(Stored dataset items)
┏━━
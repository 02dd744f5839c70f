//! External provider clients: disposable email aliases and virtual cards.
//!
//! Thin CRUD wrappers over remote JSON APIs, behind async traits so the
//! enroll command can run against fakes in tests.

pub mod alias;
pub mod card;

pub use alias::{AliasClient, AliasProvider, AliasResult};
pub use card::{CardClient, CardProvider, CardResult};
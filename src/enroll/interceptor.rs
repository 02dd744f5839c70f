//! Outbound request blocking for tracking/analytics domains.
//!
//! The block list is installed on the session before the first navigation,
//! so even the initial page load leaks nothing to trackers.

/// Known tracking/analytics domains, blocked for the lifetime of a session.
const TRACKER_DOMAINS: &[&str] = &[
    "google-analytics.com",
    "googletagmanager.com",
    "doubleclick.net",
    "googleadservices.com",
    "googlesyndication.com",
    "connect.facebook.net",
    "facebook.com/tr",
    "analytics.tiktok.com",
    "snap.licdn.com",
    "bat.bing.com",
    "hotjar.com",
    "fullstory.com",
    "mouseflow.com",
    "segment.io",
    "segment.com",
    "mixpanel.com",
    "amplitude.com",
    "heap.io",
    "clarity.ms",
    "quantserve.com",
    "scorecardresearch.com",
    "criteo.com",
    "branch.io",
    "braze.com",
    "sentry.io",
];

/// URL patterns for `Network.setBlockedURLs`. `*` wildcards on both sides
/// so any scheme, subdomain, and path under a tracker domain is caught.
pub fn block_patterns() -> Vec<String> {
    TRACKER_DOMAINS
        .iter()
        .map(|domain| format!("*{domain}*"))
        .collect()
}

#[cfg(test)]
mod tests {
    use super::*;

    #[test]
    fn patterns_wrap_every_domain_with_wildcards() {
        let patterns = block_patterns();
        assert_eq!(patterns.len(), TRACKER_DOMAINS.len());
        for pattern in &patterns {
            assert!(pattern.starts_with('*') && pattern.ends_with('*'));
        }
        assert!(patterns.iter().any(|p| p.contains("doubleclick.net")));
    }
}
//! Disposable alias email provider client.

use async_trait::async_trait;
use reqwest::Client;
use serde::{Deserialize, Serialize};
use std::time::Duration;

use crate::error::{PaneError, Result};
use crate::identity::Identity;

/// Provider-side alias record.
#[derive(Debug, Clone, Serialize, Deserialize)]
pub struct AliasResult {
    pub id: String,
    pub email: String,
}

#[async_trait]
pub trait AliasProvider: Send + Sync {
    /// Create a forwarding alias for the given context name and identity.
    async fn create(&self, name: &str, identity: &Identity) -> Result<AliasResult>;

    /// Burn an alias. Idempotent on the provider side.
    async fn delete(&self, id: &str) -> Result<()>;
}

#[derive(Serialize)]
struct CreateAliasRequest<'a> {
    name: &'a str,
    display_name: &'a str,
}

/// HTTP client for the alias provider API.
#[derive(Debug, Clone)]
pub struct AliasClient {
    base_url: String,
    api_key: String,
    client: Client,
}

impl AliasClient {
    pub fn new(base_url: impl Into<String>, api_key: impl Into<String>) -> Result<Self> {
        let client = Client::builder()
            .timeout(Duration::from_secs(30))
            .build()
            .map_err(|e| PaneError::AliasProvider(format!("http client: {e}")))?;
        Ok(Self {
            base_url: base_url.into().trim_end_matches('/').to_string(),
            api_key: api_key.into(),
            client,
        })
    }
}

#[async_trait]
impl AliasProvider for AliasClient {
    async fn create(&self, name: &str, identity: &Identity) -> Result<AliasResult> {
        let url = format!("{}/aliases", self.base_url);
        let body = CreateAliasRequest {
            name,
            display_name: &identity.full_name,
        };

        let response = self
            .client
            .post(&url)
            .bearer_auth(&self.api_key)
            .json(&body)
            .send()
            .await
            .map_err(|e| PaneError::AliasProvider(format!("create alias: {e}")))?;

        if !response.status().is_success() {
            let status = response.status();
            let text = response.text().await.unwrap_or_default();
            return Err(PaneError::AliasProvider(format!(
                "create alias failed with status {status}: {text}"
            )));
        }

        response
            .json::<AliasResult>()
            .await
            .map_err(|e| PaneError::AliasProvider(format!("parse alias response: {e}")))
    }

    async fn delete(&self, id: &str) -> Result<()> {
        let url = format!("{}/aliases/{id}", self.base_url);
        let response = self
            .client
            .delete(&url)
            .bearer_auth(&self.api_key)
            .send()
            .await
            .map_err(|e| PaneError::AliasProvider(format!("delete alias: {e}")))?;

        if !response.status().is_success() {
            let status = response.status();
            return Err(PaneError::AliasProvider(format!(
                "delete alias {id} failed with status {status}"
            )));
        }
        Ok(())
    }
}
┗━━
### Task objective
For each line in the entries that holds "PaneError", return that line.

### Solution below
use crate::error::{PaneError, Result};
            .map_err(|e| PaneError::AliasProvider(format!("http client: {e}")))?;
            .map_err(|e| PaneError::AliasProvider(format!("create alias: {e}")))?;
            return Err(PaneError::AliasProvider(format!(
            .map_err(|e| PaneError::AliasProvider(format!("parse alias response: {e}")))
            .map_err(|e| PaneError::AliasProvider(format!("delete alias: {e}")))?;
            return Err(PaneError::AliasProvider(format!(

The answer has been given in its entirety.